When I say crumpled - I meant bent - as if it had been in a pocket. But the posting day was after her birthday. But you CALL for a significant birthday, surely?

Ah well, onwards and upwards. Hopefully with champagne. Nice thought, Lotta...the idea of bubbles in a flat world.

acceptableinthe80s Mon 29-Apr-13 12:37:31

You sound really strong OP. As a single parent i get where you're coming from with regards to wishing you mattered, which of course you do, just doesn't feel like it sometimes when you're a SP. I posted on here ages ago about feeling similar and someone said something along the lines of 'everyone needs a little wind beneath their wings' it practically reduced me to tears.

I had a recent breast lump scare too and as sole carer of your child it is very scary. I hope you have some RL support.
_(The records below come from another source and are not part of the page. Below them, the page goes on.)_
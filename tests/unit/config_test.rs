//! Unit tests for configuration module

use chat_relay::config::{RelayConfig, Settings, DEFAULT_TIMEOUT_MS};
use chat_relay::AppError;
use std::io::Write;

#[test]
fn test_default_settings() {
    let settings = Settings::default();

    assert_eq!(settings.server.host, "0.0.0.0");
    assert_eq!(settings.server.port, 3002);
    assert_eq!(settings.logging.level, "info");
    assert_eq!(settings.logging.format, "json");
}

#[test]
fn test_settings_missing_file_uses_defaults() {
    let settings = Settings::load_from_path("does/not/exist.yaml").unwrap();
    assert_eq!(settings.server.port, 3002);
    assert!(settings.validate().is_ok());
}

#[test]
fn test_settings_from_yaml_file() {
    let mut file = tempfile::Builder::new().suffix(".yaml").tempfile().unwrap();
    writeln!(
        file,
        "server:\n  host: 127.0.0.1\n  port: 9000\nlogging:\n  level: debug\n  format: compact"
    )
    .unwrap();

    let settings = Settings::load_from_path(file.path()).unwrap();
    assert_eq!(settings.server.host, "127.0.0.1");
    assert_eq!(settings.server.port, 9000);
    assert_eq!(settings.logging.level, "debug");
    assert!(settings.validate().is_ok());
}

#[test]
fn test_settings_validation_invalid_port() {
    let mut settings = Settings::default();
    settings.server.port = 0;

    assert!(settings.validate().is_err());
}

#[test]
fn test_startup_requires_a_credential() {
    let config = RelayConfig::default();
    assert!(matches!(config.validate(), Err(AppError::MissingCredential(_))));
}

#[test]
fn test_startup_with_either_credential() {
    let with_key = RelayConfig {
        openai_api_key: Some("sk-test".to_string()),
        ..Default::default()
    };
    assert!(with_key.validate().is_ok());

    let with_token = RelayConfig {
        openai_access_token: Some("token".to_string()),
        ..Default::default()
    };
    assert!(with_token.validate().is_ok());
}

#[test]
fn test_relay_config_deserializes_env_keys() {
    let config: RelayConfig = serde_json::from_value(serde_json::json!({
        "openai_api_key": "sk-test",
        "socks_proxy_host": "127.0.0.1",
        "socks_proxy_port": "7890",
        "timeout_ms": "not-a-number",
    }))
    .unwrap();

    assert_eq!(config.api_key(), Some("sk-test"));
    assert_eq!(config.socks_proxy(), Some(("127.0.0.1", "7890")));
    assert_eq!(config.timeout_ms(), DEFAULT_TIMEOUT_MS);
    assert!(config.access_token().is_none());
}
Just a suggestion but do you think it might be cathartic for your DD to write her father a letter explaining how his behaviour has affected her?
Probably won't change anything but might make her feel better.

redexpat Mon 29-Apr-13 13:42:47

You say that you are getting help for your daughter.

Are you getting any for yourself? Do you have someone to support you?

Punkatheart Mon 29-Apr-13 21:43:16

To be honest, I have come to a point where it is hard to care about myself very much. I am trying really hard - to earn money, to stay upright, to stay motivated. But I do have great friends, my journalism. But every day - yeah, it's a struggle.